En jouant en dehors des moments de conflits à des jeux de renversement de pouvoir, vous lui permettrez de décharger par le rire les tensions accumulées par cette frustration, et lui donnerez le sentiment de récupérer des moments de pouvoir.
Cela le rendra immanquablement plus enclin au quotidien à coopérer dans les moments où il n’a pas le choix.

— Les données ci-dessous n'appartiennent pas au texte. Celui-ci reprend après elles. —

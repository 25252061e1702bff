//! Row-limit emulation for the legacy dialect.
//!
//! Before 12c the engine has no `OFFSET`/`FETCH`; the only row-
//! limiting primitive is `rownum`, a pseudo-column numbering rows in
//! scan order, assigned before `ORDER BY` and unusable in the same
//! SELECT that filters on its alias. Paging therefore restructures
//! the statement into up to three nested levels:
//!
//! 1. the original body (with orderings, grouping, predicates),
//! 2. a ranking level projecting `body.*` plus `rownum`,
//! 3. an outer level filtering on the ranked ordinal and restoring
//!    the original projection names.
//!
//! When the body is ordered *and* limited, its projections are first
//! re-aliased to positional `K<i>` names so the outer level can
//! reference them without tripping over alias visibility and star
//! expansion in nested subqueries; the outer level re-projects them
//! under their original display names, which downstream result
//! binding depends on.
//!
//! All wrapper construction is tree-to-tree: the input statement is
//! never mutated, and rebuilt trees are fed back through the normal
//! emission path so every operator/function rewrite still applies.

use quarry_sql_core::ast::{
    BinaryOp, Expr, SelectColumn, SelectStatement, TableRef,
};
use quarry_sql_core::error::{Result, SqlGenError};
use quarry_sql_core::generator::{Emitted, Generation};

use crate::generator::effective_orderings;

/// Classifies a SELECT and emits the appropriate `rownum` wrapping.
///
/// Returns [`Emitted::Fallback`] when no row limiting is present (an
/// ordering alone needs no wrapping), so the default single-level
/// emission applies.
pub(crate) fn page_select(stmt: &SelectStatement, g: &mut Generation<'_>) -> Result<Emitted> {
    let ordered = !effective_orderings(&stmt.order_by).is_empty();
    match (ordered, stmt.limit.is_some(), stmt.offset.is_some()) {
        // No row limiting: plain emission, ordered or not.
        (_, false, false) => Ok(Emitted::Fallback),
        // Limit without ordering or offset: scan order is stable
        // enough to bound by raw position in the same SELECT.
        (false, true, false) => {
            limit_in_place(stmt, g)?;
            Ok(Emitted::Handled)
        }
        // Any offset: rank with rownum, filter one level out. The
        // K-re-aliasing level is added exactly when the body is both
        // ordered and limited.
        (ordered, limited, true) => {
            offset_wrap(stmt, ordered && limited, g)?;
            Ok(Emitted::Handled)
        }
        // Ordered limit without offset: ordering must run before
        // truncation, so the bound goes on a wrapper level.
        (true, true, false) => {
            ordered_limit_wrap(stmt, g)?;
            Ok(Emitted::Handled)
        }
    }
}

/// Appends `rownum <= limit` to the statement's own WHERE clause.
fn limit_in_place(stmt: &SelectStatement, g: &mut Generation<'_>) -> Result<()> {
    let mut body = stmt.clone();
    let Some(limit) = body.limit.take() else {
        return Err(SqlGenError::InvalidPlan(String::from(
            "limit classification without a limit expression",
        )));
    };
    let bound = Expr::fragment("rownum").lt_eq(limit);
    body.where_clause = Some(match body.where_clause.take() {
        Some(existing) => existing.and(bound),
        None => bound,
    });
    g.emit_select(&body)
}

/// Wraps the body in a ranking level and an outer filter level.
fn offset_wrap(stmt: &SelectStatement, realias: bool, g: &mut Generation<'_>) -> Result<()> {
    let n = g.next_wrapper_index();
    let m_alias = format!("m{n}");
    let r_alias = format!("r{n}");

    let mut body = stmt.clone();
    let Some(offset) = body.offset.take() else {
        return Err(SqlGenError::InvalidPlan(String::from(
            "offset classification without an offset expression",
        )));
    };
    let limit = body.limit.take();

    let outer_columns = if realias {
        let (inner, outer) = split_projections(&body.columns);
        body.columns = inner;
        outer
    } else {
        vec![SelectColumn::new(Expr::Wildcard { table: None })]
    };

    let ranking = SelectStatement::new()
        .column(Expr::Wildcard {
            table: Some(m_alias.clone()),
        })
        .column_as(Expr::fragment("rownum"), r_alias.clone())
        .from(TableRef::Subquery {
            query: Box::new(body),
            alias: Some(m_alias),
        });

    let mut predicate = Expr::column(r_alias.clone()).gt(offset.clone());
    if let Some(limit) = limit {
        predicate = predicate.and(
            Expr::column(r_alias).lt_eq(offset.binary(BinaryOp::Add, limit)),
        );
    }

    let mut outer = SelectStatement::new()
        .from(TableRef::derived(ranking))
        .filter(predicate);
    outer.columns = outer_columns;
    g.emit_select(&outer)
}

/// Wraps an ordered, limited body so the bound applies after the sort.
fn ordered_limit_wrap(stmt: &SelectStatement, g: &mut Generation<'_>) -> Result<()> {
    let n = g.next_wrapper_index();
    let m_alias = format!("m{n}");

    let mut body = stmt.clone();
    let Some(limit) = body.limit.take() else {
        return Err(SqlGenError::InvalidPlan(String::from(
            "ordered-limit classification without a limit expression",
        )));
    };

    let (inner, outer_columns) = split_projections(&body.columns);
    body.columns = inner;

    let mut outer = SelectStatement::new()
        .from(TableRef::Subquery {
            query: Box::new(body),
            alias: Some(m_alias),
        })
        .filter(Expr::fragment("rownum").lt_eq(limit));
    outer.columns = outer_columns;
    g.emit_select(&outer)
}

/// Splits a projection list into the re-aliased inner form and the
/// outer re-projection restoring original display names.
///
/// Star projections cannot carry an alias and pass through both
/// levels unchanged; projections that already have an alias keep it
/// in the inner level and are referenced by it outside.
fn split_projections(columns: &[SelectColumn]) -> (Vec<SelectColumn>, Vec<SelectColumn>) {
    let mut inner = Vec::with_capacity(columns.len());
    let mut outer = Vec::with_capacity(columns.len());
    for (i, column) in columns.iter().enumerate() {
        if matches!(column.expr, Expr::Wildcard { .. }) {
            inner.push(column.clone());
            outer.push(column.clone());
            continue;
        }
        if let Some(alias) = &column.alias {
            inner.push(column.clone());
            outer.push(SelectColumn::new(Expr::column(alias.clone())));
            continue;
        }
        let display = column.display_name().map(String::from);
        let synthetic = format!("K{i}");
        inner.push(SelectColumn::with_alias(
            column.expr.clone(),
            synthetic.clone(),
        ));
        outer.push(match display {
            Some(name) => SelectColumn::with_alias(Expr::column(synthetic), name),
            None => SelectColumn::new(Expr::column(synthetic)),
        });
    }
    (inner, outer)
}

Ecoutez ses propositions de jeux libre : il est possible qu’il vous propose cela sans que vous y ayez prêté beaucoup d’attention.
Les enfants savent demander ce dont ils ont besoin, à nous de réussir à les comprendre. Prenez part aux activités que votre enfant réclame en jeux libre et n’hésitez pas à répéter l’opération autant de fois qu’il le demande (en vous laissant guider par son rire).
-il vous touche à peine avec un coussin ? poussez un grand cri et écroulez-vous
-il vous demande d’être un animal, laissez le guider votre comportement et obéissez au doigt et à l’oeil ou si ça l’amuse, tentez de désobéir et laissez le vous renvoyer à la règle
-vous essayez de l’attrapez ? simulez d’être maladroit et de tomber avec fracas avant de l’atteindre.

Il a pu vivre des situations difficiles au quotidien et a besoin de récupérer une sensation de contrôle de la situation. Vous pouvez rejouer des scènes de sa journée avec lui, il y a fort à parier qu’il vous en apprendra beaucoup sur ce qui s’est passé pour lui. En lui permettant d’explorer les différents rôles de la situation, et en le laissant vous guider dans ce jeu, vous lui permettrez de dépasser ses frustrations et de se décharger par le rire.

-Bien sûr si ce n’est pas déjà fait, accompagnez sa décharge émotionnelle, voir mon autre article sur le sujet 

En jouant régulièrement ainsi, en restant à l’écoute, vous lui permettrez de ne plus avoir besoin d’utiliser ces moments pour se sentir en contrôle et écouté. Vous maintiendrez la qualité de votre relation, sa confiance en lui, et lui permettrez de comprendre les limites qui régissent son quotidien.